Race condition in `cookbook_preproc.yaml`
Closed this issue · 1 comments
If more than one copy of cookbook_preproc.yaml
runs at the same time, one will win and the other will do a lot of computation and then lose. This is because both will clone the cache, compute a bunch, and then overwrite the cache with their own data.
Only one copy of the workflow can run at a time on each branch/pr, with earlier copies being cancelled when later ones run, so this isn't a complete disaster. But I should still come up with some git fanciness to avoid this.
The problem would be a lot simpler if we were keeping history in the cache, but it should still be fixable.
Easy mitigation: Clone the cache right before deploying changes to minimise the time the race condition is possible.
Proper fix:
- Change cookbook_preproc's concurrency group to just be the workflow and the
DEPLOY_SUBDIR
. This way if two runs are going at the same time, they're definitely writing to different folders of the cache and so won't create merge conflicts. - When it's time to deploy, repeatedly until it succeeds:
- merge in any changes
- collapse the history
git push --force-with-lease
- wait a random amount of time (so that two runs deploying at exactly the same time eventually fall into an order)
Note to self - cookbook_pr_close.yaml
needs to be included in this mitigation/fix.
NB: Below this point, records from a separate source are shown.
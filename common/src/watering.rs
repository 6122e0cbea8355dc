use std::{fmt, str::FromStr};

use serde::{Deserialize, Serialize};

use crate::error::RecordError;

/// What a watering task does when it fires. Text form: `level-liters-minutes`.
#[derive(Debug, Clone, Copy, PartialEq, Eq, Serialize, Deserialize)]
pub struct WateringArgs {
    /// 1..=10, tenths of the configured valve duration.
    #[serde(rename = "valveLevel")]
    pub valve_level: u8,
    pub liters: u8,
    pub minutes: u8,
}

impl WateringArgs {
    pub const MAX_LEVEL: u8 = 10;

    pub fn new(valve_level: u8, liters: u8, minutes: u8) -> Option<Self> {
        (1..=Self::MAX_LEVEL)
            .contains(&valve_level)
            .then_some(Self {
                valve_level,
                liters,
                minutes,
            })
    }

    pub fn valve_percentage(&self) -> u8 {
        self.valve_level.min(Self::MAX_LEVEL) * 10
    }

    pub fn open_ms(&self) -> Option<u32> {
        (self.minutes > 0).then(|| u32::from(self.minutes) * 60_000)
    }
}

impl Default for WateringArgs {
    fn default() -> Self {
        Self {
            valve_level: Self::MAX_LEVEL,
            liters: 0,
            minutes: 0,
        }
    }
}

impl fmt::Display for WateringArgs {
    fn fmt(&self, f: &mut fmt::Formatter<'_>) -> fmt::Result {
        write!(f, "{}-{}-{}", self.valve_level, self.liters, self.minutes)
    }
}

impl FromStr for WateringArgs {
    type Err = RecordError;

    fn from_str(raw: &str) -> Result<Self, Self::Err> {
        let parts: Vec<&str> = raw.split('-').collect();
        let [level, liters, minutes] = parts[..] else {
            return Err(RecordError::Args(raw.to_string()));
        };

        let number = |value: &str| {
            value
                .parse::<u8>()
                .map_err(|_| RecordError::Args(raw.to_string()))
        };

        Self::new(number(level)?, number(liters)?, number(minutes)?)
            .ok_or_else(|| RecordError::Args(raw.to_string()))
    }
}
fn run_control_loop(setup: ControlSetup, requests: mpsc::Receiver<Request>) -> anyhow::Result<()> {
    let ControlSetup {
        runtime,
        timezone,
        mqtt,
        retained,
        supply_sense,
    } = setup;
    let config = runtime.garden;
    let supply = config.supply;
    let (relays, leak_pin) = init_pins(&runtime.pins, config.relay_active_high)?;

    let store: Box<dyn TaskStore> = match runtime.storage.backend {
        StorageBackend::File => Box::new(FileTaskStore::new(&runtime.storage.schedule_path)),
        StorageBackend::Remote => Box::new(RemoteTaskStore::new(
            MqttDatabase {
                client: mqtt.clone(),
                retained,
            },
            runtime.storage.remote_path.as_str(),
        )),
    };
    let last_state = LastStateFile::in_dir(Path::new(&runtime.storage.last_state_dir), "valve");

    let now_ms = monotonic_ms();
    let mut garden = GardenController::new(
        config,
        relays,
        Box::new(leak_pin),
        store,
        Some(last_state),
        now_ms,
    );
    if supply.enabled {
        if runtime.pins.supply_sense != SUPPLY_SENSE_GPIO {
            warn!(
                "supply sense is wired to GPIO{SUPPLY_SENSE_GPIO}, ignoring GPIO{}",
                runtime.pins.supply_sense
            );
        }
        garden.attach_supply_monitor(Box::new(SupplySense::new(supply_sense)?));
    }
    garden.start(now_ms);

    let mut last_publish: Option<Instant> = None;
    let mut wifi_disconnected_since_ms: Option<u32> = None;

    loop {
        feed_watchdog();

        let mut tasks_changed = false;
        let mut changed = match requests.recv_timeout(CONTROL_TICK) {
            Ok(request) => {
                tasks_changed = !matches!(
                    request.command,
                    Command::Status | Command::Valve(_) | Command::Relay(..) | Command::ListTasks
                );
                let reply = garden.handle(request.command, monotonic_ms(), local_now(&timezone));
                (request.respond)(reply);
                true
            }
            Err(RecvTimeoutError::Timeout) => false,
            Err(RecvTimeoutError::Disconnected) => return Err(anyhow!("request channel closed")),
        };

        let now_ms = monotonic_ms();
        changed |= garden.tick(now_ms, local_now(&timezone));

        if is_wifi_station_connected() {
            wifi_disconnected_since_ms = None;
        } else if let Some(since_ms) = wifi_disconnected_since_ms {
            // Never restart with the valve open.
            if now_ms.wrapping_sub(since_ms) >= WIFI_RESTART_GRACE_MS && !garden.is_valve_open() {
                warn!(
                    "wifi disconnected for {}s; restarting device for recovery",
                    WIFI_RESTART_GRACE_MS / 1000
                );
                thread::sleep(Duration::from_millis(100));
                unsafe { esp_idf_svc::sys::esp_restart() };
            }
        } else {
            wifi_disconnected_since_ms = Some(now_ms);
        }

        let periodic = last_publish.map_or(true, |at| at.elapsed() >= STATE_PUBLISH_INTERVAL);
        if changed || periodic {
            last_publish = Some(Instant::now());
            let status = garden.status(now_ms, local_now(&timezone));
            publish_retained(&mqtt, TOPIC_GARDEN_STATE, &status);
        }
        if tasks_changed || periodic {
            publish_retained(&mqtt, TOPIC_GARDEN_SCHEDULE_STATE, garden.tasks());
        }
    }
}
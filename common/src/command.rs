use std::str::FromStr;

use serde::{Deserialize, Serialize};
use thiserror::Error;

use crate::{
    error::ScheduleError,
    schedule::{RepeatMask, ScheduledTask, TaskTime},
    topics::{TOPIC_CMD_RELAY_PREFIX, TOPIC_CMD_VALVE},
    types::GardenStatus,
    watering::WateringArgs,
};

#[derive(Debug, Clone, Copy, PartialEq, Eq)]
pub enum ValveCommand {
    On,
    Off,
    Toggle,
    Percent(u8),
    OnceMs(u32),
}

impl ValveCommand {
    pub fn from_query(
        action: Option<&str>,
        percent: Option<&str>,
        seconds: Option<&str>,
    ) -> Result<Self, CommandError> {
        if let Some(action) = action {
            return action.parse();
        }
        if let Some(percent) = percent {
            return format!("{}%", percent.trim()).parse();
        }
        if let Some(seconds) = seconds {
            return format!("{}s", seconds.trim()).parse();
        }
        Err(CommandError::InvalidValveCommand(String::new()))
    }
}

/// `ON`/`OPEN`, `OFF`/`CLOSE`, `TOGGLE`, `NN%` or `NNs`, case-insensitive.
impl FromStr for ValveCommand {
    type Err = CommandError;

    fn from_str(raw: &str) -> Result<Self, Self::Err> {
        let value = raw.trim().to_ascii_uppercase();
        let invalid = || CommandError::InvalidValveCommand(raw.trim().to_string());

        match value.as_str() {
            "ON" | "OPEN" => return Ok(Self::On),
            "OFF" | "CLOSE" => return Ok(Self::Off),
            "TOGGLE" => return Ok(Self::Toggle),
            _ => {}
        }

        if let Some(percent) = value.strip_suffix('%') {
            let percent = percent.trim().parse::<u8>().map_err(|_| invalid())?;
            if !(1..=100).contains(&percent) {
                return Err(invalid());
            }
            return Ok(Self::Percent(percent));
        }

        if let Some(seconds) = value.strip_suffix('S') {
            let seconds = seconds.trim().parse::<u32>().map_err(|_| invalid())?;
            if seconds == 0 || seconds > u32::MAX / 1_000 {
                return Err(invalid());
            }
            return Ok(Self::OnceMs(seconds * 1_000));
        }

        Err(invalid())
    }
}

#[derive(Debug, Clone, Copy, PartialEq, Eq, Serialize, Deserialize)]
#[serde(rename_all = "snake_case")]
pub enum RelayName {
    ValvePower,
    ValveDirection,
    Pump,
    AcPower,
}

impl RelayName {
    pub const ALL: [Self; 4] = [Self::ValvePower, Self::ValveDirection, Self::Pump, Self::AcPower];

    pub fn as_str(self) -> &'static str {
        match self {
            Self::ValvePower => "valve_power",
            Self::ValveDirection => "valve_direction",
            Self::Pump => "pump",
            Self::AcPower => "ac_power",
        }
    }
}

impl FromStr for RelayName {
    type Err = CommandError;

    fn from_str(raw: &str) -> Result<Self, Self::Err> {
        match raw.trim().to_ascii_lowercase().as_str() {
            "valve_power" | "r1" => Ok(Self::ValvePower),
            "valve_direction" | "r2" => Ok(Self::ValveDirection),
            "pump" | "r3" => Ok(Self::Pump),
            "ac_power" | "r4" => Ok(Self::AcPower),
            _ => Err(CommandError::InvalidRelayCommand(raw.trim().to_string())),
        }
    }
}

pub fn parse_switch(raw: &str) -> Result<bool, CommandError> {
    match raw.trim().to_ascii_uppercase().as_str() {
        "ON" | "1" | "TRUE" => Ok(true),
        "OFF" | "0" | "FALSE" => Ok(false),
        _ => Err(CommandError::InvalidRelayCommand(raw.trim().to_string())),
    }
}

#[derive(Debug, Clone, PartialEq, Serialize, Deserialize)]
pub struct TaskDraft {
    pub time: TaskTime,
    pub repeat: RepeatMask,
    #[serde(default = "enabled_by_default")]
    pub enabled: bool,
    pub args: WateringArgs,
}

fn enabled_by_default() -> bool {
    true
}

impl TaskDraft {
    pub fn validate(&self) -> Result<(), CommandError> {
        if WateringArgs::new(self.args.valve_level, self.args.liters, self.args.minutes).is_none() {
            return Err(CommandError::InvalidTask("valveLevel must be between 1 and 10"));
        }
        Ok(())
    }

    pub fn into_task(self) -> ScheduledTask<WateringArgs> {
        let mut task = ScheduledTask::new(self.time, self.repeat, self.args);
        task.enabled = self.enabled;
        task
    }
}

pub enum Command {
    Status,
    Valve(ValveCommand),
    Relay(RelayName, bool),
    ListTasks,
    AddTask(TaskDraft),
    UpdateTask(u8, TaskDraft),
    RemoveTask(u8),
    ReloadTasks,
}

impl Command {
    pub fn from_mqtt(topic: &str, payload: &str) -> Option<Result<Self, CommandError>> {
        if topic == TOPIC_CMD_VALVE {
            return Some(payload.parse().map(Self::Valve));
        }

        let relay = topic.strip_prefix(TOPIC_CMD_RELAY_PREFIX)?;
        Some(relay.parse().and_then(|name| Ok(Self::Relay(name, parse_switch(payload)?))))
    }
}

pub enum Reply {
    Status(Box<GardenStatus>),
    Tasks(Vec<ScheduledTask<WateringArgs>>),
    Added(u8),
    Failed(CommandError),
}

#[derive(Debug, Error)]
pub enum CommandError {
    #[error("water leak detected, valve is locked closed")]
    LeakLatched,
    #[error("pump supply voltage out of range")]
    SupplyOutOfRange,
    #[error("invalid valve command `{0}`")]
    InvalidValveCommand(String),
    #[error("invalid relay command `{0}`")]
    InvalidRelayCommand(String),
    #[error("invalid task: {0}")]
    InvalidTask(&'static str),
    #[error(transparent)]
    Schedule(#[from] ScheduleError),
    #[error("control loop unavailable")]
    Unavailable,
}

impl CommandError {
    pub fn status_code(&self) -> u16 {
        match self {
            Self::InvalidValveCommand(_)
            | Self::InvalidRelayCommand(_)
            | Self::InvalidTask(_) => 400,
            Self::Schedule(ScheduleError::NotFound(_)) => 404,
            Self::LeakLatched
            | Self::SupplyOutOfRange
            | Self::Schedule(ScheduleError::Full(_))
            | Self::Schedule(ScheduleError::DuplicateId(_)) => 409,
            Self::Schedule(ScheduleError::Store(_)) => 500,
            Self::Unavailable => 503,
        }
    }
}

pub type Responder = Box<dyn FnOnce(Reply) + Send>;

pub struct Request {
    pub command: Command,
    pub respond: Responder,
}

impl Request {
    pub fn new(command: Command, respond: impl FnOnce(Reply) + Send + 'static) -> Self {
        Self {
            command,
            respond: Box::new(respond),
        }
    }
}

#[cfg(test)]
mod tests {
    use pretty_assertions::assert_eq;

    use super::*;

    #[test]
    fn parses_mqtt_valve_payloads() {
        let cases = [
            ("ON", ValveCommand::On),
            ("open", ValveCommand::On),
            (" off ", ValveCommand::Off),
            ("Toggle", ValveCommand::Toggle),
            ("40%", ValveCommand::Percent(40)),
            ("90s", ValveCommand::OnceMs(90_000)),
        ];

        for (raw, expected) in cases {
            assert_eq!(raw.parse::<ValveCommand>().unwrap(), expected, "{raw}");
        }
    }

    #[test]
    fn rejects_out_of_range_valve_payloads() {
        for raw in ["", "0%", "101%", "0s", "-5s", "half", "%"] {
            assert!(raw.parse::<ValveCommand>().is_err(), "{raw}");
        }
    }

    #[test]
    fn query_prefers_action_then_percent_then_seconds() {
        assert_eq!(
            ValveCommand::from_query(Some("off"), Some("50"), None).unwrap(),
            ValveCommand::Off
        );
        assert_eq!(
            ValveCommand::from_query(None, Some("50"), Some("10")).unwrap(),
            ValveCommand::Percent(50)
        );
        assert_eq!(
            ValveCommand::from_query(None, None, Some("10")).unwrap(),
            ValveCommand::OnceMs(10_000)
        );
        assert!(ValveCommand::from_query(None, None, None).is_err());
    }

    #[test]
    fn parses_relay_names_and_switch_payloads() {
        assert_eq!("pump".parse::<RelayName>().unwrap(), RelayName::Pump);
        assert_eq!("R1".parse::<RelayName>().unwrap(), RelayName::ValvePower);
        assert_eq!(" ac_power ".parse::<RelayName>().unwrap(), RelayName::AcPower);
        assert!("r5".parse::<RelayName>().is_err());

        for name in RelayName::ALL {
            assert_eq!(name.as_str().parse::<RelayName>().unwrap(), name);
        }

        assert!(parse_switch("on").unwrap());
        assert!(!parse_switch("OFF").unwrap());
        assert_eq!(parse_switch("half").unwrap_err().status_code(), 400);
    }

    #[test]
    fn routes_mqtt_command_topics() {
        assert!(matches!(
            Command::from_mqtt("garden/cmnd/valve", "25%"),
            Some(Ok(Command::Valve(ValveCommand::Percent(25))))
        ));
        assert!(matches!(
            Command::from_mqtt("garden/cmnd/relay/pump", "ON"),
            Some(Ok(Command::Relay(RelayName::Pump, true)))
        ));
        assert!(matches!(
            Command::from_mqtt("garden/cmnd/relay/r4", "off"),
            Some(Ok(Command::Relay(RelayName::AcPower, false)))
        ));
        assert!(matches!(
            Command::from_mqtt("garden/cmnd/relay/pump", "maybe"),
            Some(Err(CommandError::InvalidRelayCommand(_)))
        ));
        assert!(Command::from_mqtt("garden/state", "{}").is_none());
    }

    #[test]
    fn draft_json_defaults_to_enabled() {
        let draft: TaskDraft = serde_json::from_str(
            r#"{"time":"06:30","repeat":"1111100","args":{"valveLevel":8,"liters":0,"minutes":10}}"#,
        )
        .unwrap();

        assert!(draft.enabled);
        assert!(draft.validate().is_ok());

        let task = draft.into_task();
        assert_eq!(task.id, 0);
        assert_eq!(task.to_string(), "0|6|30|1111100|8-0-10|1|0");
    }

    #[test]
    fn draft_with_bad_level_is_invalid() {
        let draft = TaskDraft {
            time: TaskTime::new(6, 30).unwrap(),
            repeat: RepeatMask::all(),
            enabled: true,
            args: WateringArgs {
                valve_level: 0,
                liters: 0,
                minutes: 5,
            },
        };

        let err = draft.validate().unwrap_err();
        assert_eq!(err.status_code(), 400);
    }

    #[test]
    fn maps_errors_to_http_status() {
        assert_eq!(CommandError::LeakLatched.status_code(), 409);
        assert_eq!(CommandError::SupplyOutOfRange.status_code(), 409);
        assert_eq!(CommandError::from(ScheduleError::Full(10)).status_code(), 409);
        assert_eq!(CommandError::from(ScheduleError::NotFound(4)).status_code(), 404);
    }
}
It might be easier and more robust to have a different tag/branch for each cache, rather than a different folder in the same branch - that plus one concurrency group per branch should solve the race condition without needed to mess around with merges. They could be named _cookbook_data_main
, _cookbook_data_PR15
etc. Would also simplify the cleanup action - it just needs to delete a branch, rather than make a commit.